▸ EXERCISE BRIEF: When a line in the listing contains the string "Duration", pick it out and copy it.

DATA EXTRACTS section start

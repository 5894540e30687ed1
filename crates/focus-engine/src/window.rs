//! Daily working-hours boundaries anchored in a timezone.

use chrono::{DateTime, Duration, NaiveDate, TimeZone, Utc};
use chrono_tz::Tz;

use crate::error::{FocusError, Result};
use crate::interval::Interval;

/// Spring-forward gaps are searched in quarter-hour steps, up to a day.
const GAP_STEP_MINUTES: i64 = 15;
const GAP_MAX_STEPS: i64 = 24 * 60 / GAP_STEP_MINUTES;

/// Working hours applied to every day, e.g. 09:00-17:00 in `Europe/Berlin`.
#[derive(Debug, Clone, Copy, PartialEq, Eq)]
pub struct WorkHours {
    start_hour: u32,
    end_hour: u32,
    timezone: Tz,
}

impl Default for WorkHours {
    fn default() -> Self {
        Self {
            start_hour: 9,
            end_hour: 17,
            timezone: Tz::UTC,
        }
    }
}

impl WorkHours {
    /// Requires `start_hour < end_hour <= 24`.
    pub fn new(start_hour: u32, end_hour: u32, timezone: Tz) -> Result<Self> {
        if start_hour >= end_hour || end_hour > 24 {
            return Err(FocusError::InvalidWorkHours(format!(
                "start hour {start_hour} must be before end hour {end_hour} (max 24)"
            )));
        }
        Ok(Self {
            start_hour,
            end_hour,
            timezone,
        })
    }

    /// Like [`WorkHours::new`] with the timezone given by IANA name.
    pub fn from_names(start_hour: u32, end_hour: u32, timezone: &str) -> Result<Self> {
        let tz: Tz = timezone
            .parse()
            .map_err(|_| FocusError::InvalidTimezone(timezone.to_string()))?;
        Self::new(start_hour, end_hour, tz)
    }

    pub fn start_hour(&self) -> u32 {
        self.start_hour
    }

    pub fn end_hour(&self) -> u32 {
        self.end_hour
    }

    pub fn timezone(&self) -> Tz {
        self.timezone
    }

    /// The local calendar date `instant` falls on.
    pub fn local_date(&self, instant: DateTime<Utc>) -> NaiveDate {
        instant.with_timezone(&self.timezone).date_naive()
    }

    /// The work window of a local calendar date.
    pub fn window_on(&self, date: NaiveDate) -> Result<WorkWindow> {
        let start = self.local_instant(date, self.start_hour)?;
        let end = self.local_instant(date, self.end_hour)?;
        let interval = Interval::new(start, end).ok_or_else(|| {
            FocusError::InvalidWorkHours(format!("empty work window on {date}"))
        })?;
        Ok(WorkWindow { date, interval })
    }

    fn local_instant(&self, date: NaiveDate, hour: u32) -> Result<DateTime<Utc>> {
        let local = date
            .and_hms_opt(0, 0, 0)
            .and_then(|midnight| midnight.checked_add_signed(Duration::hours(hour.into())))
            .ok_or_else(|| FocusError::DateOutOfRange(date.to_string()))?;
        // Ambiguous times (DST fall-back) resolve to the earlier instant.
        // Times skipped by a spring-forward gap move to the first wall time
        // after it, so 02:00 on a 02:00->03:00 day becomes 03:00.
        (0..=GAP_MAX_STEPS)
            .filter_map(|step| {
                local.checked_add_signed(Duration::minutes(step * GAP_STEP_MINUTES))
            })
            .find_map(|wall| self.timezone.from_local_datetime(&wall).earliest())
            .map(|dt| dt.with_timezone(&Utc))
            .ok_or_else(|| FocusError::NonexistentLocalTime(local.to_string()))
    }
}

/// The working-hours boundary of one calendar date.
#[derive(Debug, Clone, Copy, PartialEq, Eq)]
pub struct WorkWindow {
    pub date: NaiveDate,
    pub interval: Interval,
}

DATA EXTRACTS section end

▸ EXERCISE RESULT:
use chrono::{DateTime, Duration, NaiveDate, TimeZone, Utc};
            .and_then(|midnight| midnight.checked_add_signed(Duration::hours(hour.into())))
                local.checked_add_signed(Duration::minutes(step * GAP_STEP_MINUTES))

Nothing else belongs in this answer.